Jaime Jefferson Guilarte (/es/; born 17 January 1962) is a retired Cuban long jumper. A predecessor of the greatest Cuban long jumper, Ivan Pedroso, he was also capable of big jumps, taking more international medals in a career that spanned for over a decade.

==Career==
His first notable success were 1983 Pan-American Games in Caracas where he won the gold. Jefferson improved his long jump personal best to 8.37m in 1984, but was deprived of competing at the L.A. Olympics through Cuban boycott. Over the next decade and a half, he amassed several medals from Central American Games and Championships, winning the golds at Champs in 1985 and CAC Games in 1986. Jaime also won two golds at World University Games - first in Kobe in 1985, second in Duisburg in 1989. At the Pan-American Games in Indianapolis in 1987, he improved his PB to 8.51m to collect bronze medal behind Carl Lewis and Larry Myricks (both USA), but couldn't reproduce that at the World Championships in Rome finishing 6th with 8.14m.

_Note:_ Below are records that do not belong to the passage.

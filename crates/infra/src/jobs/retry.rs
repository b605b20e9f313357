//! Retry/backoff policy for queue jobs.
//!
//! Pure functions only: the stores call [`RetryPolicy::decide`] inside their
//! own atomic section so the decision and the write can never diverge.

use std::time::Duration;

use serde::{Deserialize, Serialize};

/// Backoff strategy for retries.
#[derive(Debug, Clone, Copy, PartialEq, Eq, Default, Serialize, Deserialize)]
#[serde(rename_all = "snake_case")]
pub enum BackoffStrategy {
    /// Fixed delay between retries
    Fixed,
    /// Exponential backoff: base * 2^retry_count
    #[default]
    Exponential,
    /// Linear backoff: base * (retry_count + 1)
    Linear,
}

/// Retry policy configuration.
#[derive(Debug, Clone, PartialEq, Eq, Serialize, Deserialize)]
#[serde(default)]
pub struct RetryPolicy {
    /// Delay before the first retry
    pub base_delay: Duration,
    /// Maximum delay cap
    pub max_delay: Duration,
    /// Backoff strategy
    pub strategy: BackoffStrategy,
    /// `max_retries` stamped on jobs enqueued without an explicit limit
    pub default_max_retries: u32,
}

impl Default for RetryPolicy {
    fn default() -> Self {
        Self {
            base_delay: Duration::from_secs(2),
            max_delay: Duration::from_secs(3600),
            strategy: BackoffStrategy::Exponential,
            default_max_retries: 3,
        }
    }
}

/// What to do with a job that just failed.
#[derive(Debug, Clone, Copy, PartialEq, Eq)]
pub enum RetryDecision {
    /// Put the job back to pending, eligible again after `delay`.
    Retry { retry_count: u32, delay: Duration },
    /// Terminal failure (dead-letter).
    DeadLetter { retry_count: u32 },
}

impl RetryPolicy {
    /// Create a policy that dead-letters on the first failure.
    pub fn no_retry() -> Self {
        Self {
            default_max_retries: 0,
            ..Default::default()
        }
    }

    /// Create a policy with fixed delays.
    pub fn fixed(max_retries: u32, delay: Duration) -> Self {
        Self {
            base_delay: delay,
            max_delay: delay,
            strategy: BackoffStrategy::Fixed,
            default_max_retries: max_retries,
        }
    }

    /// Create a policy with exponential backoff.
    pub fn exponential(max_retries: u32, base_delay: Duration, max_delay: Duration) -> Self {
        Self {
            base_delay,
            max_delay,
            strategy: BackoffStrategy::Exponential,
            default_max_retries: max_retries,
        }
    }

    /// Delay inserted before a job that has already been retried
    /// `retry_count` times becomes eligible again.
    ///
    /// With the default policy: 2s, 4s, 8s, ... capped at one hour.
    pub fn backoff(&self, retry_count: u32) -> Duration {
        let delay = match self.strategy {
            BackoffStrategy::Fixed => Some(self.base_delay),
            BackoffStrategy::Exponential => 2_u32
                .checked_pow(retry_count)
                .and_then(|factor| self.base_delay.checked_mul(factor)),
            BackoffStrategy::Linear => self
                .base_delay
                .checked_mul(retry_count.saturating_add(1)),
        };

        delay.unwrap_or(self.max_delay).min(self.max_delay)
    }

    /// Decide between retry and dead-letter for a failing job.
    ///
    /// Every retryable failure consumes one retry; the failure that brings
    /// `retry_count` up to `max_retries` dead-letters the job. A non-retryable
    /// failure dead-letters immediately and leaves the count untouched.
    pub fn decide(&self, retry_count: u32, max_retries: u32, retry_requested: bool) -> RetryDecision {
        if !retry_requested {
            return RetryDecision::DeadLetter { retry_count };
        }

        let next = retry_count.saturating_add(1);
        if next < max_retries {
            RetryDecision::Retry {
                retry_count: next,
                delay: self.backoff(retry_count),
            }
        } else {
            RetryDecision::DeadLetter {
                retry_count: next.min(max_retries),
            }
        }
    }
}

1988 was again frustrating because of another Olympic Cuban boycott, but Jaime continued to compete with even more success in 90's. He recorded his career best long jump of 8.53m in 1990 and had great season in 1991, winning silver at the World Indoor Championships in Seville and reclaiming Pan-American title he lost in 1987, winning in his home country in Havana with 8.26m. Only disappointment of the season was subpar 9th-place finish in the greatest long jump competition ever, World Championships in Tokyo. Next season finally brought Jefferson's first Olympic appearance and he finished creditable 5th in Barcelona, again behind great Carl Lewis. Jaime added World Indoor bronze in 1993 at Toronto, but his career was obviously on the wane in his thirties as he was unable to qualify for the final in major outings 1993 and 1995 World Championships and 1996 Olympic Games in Atlanta.

Jaime Jefferson won his final international medal at 1997 CAC Championships in San Juan where he finished behind his famous compatriot Ivan Pedroso, by then World's finest long jumper, and retired at the end of the season.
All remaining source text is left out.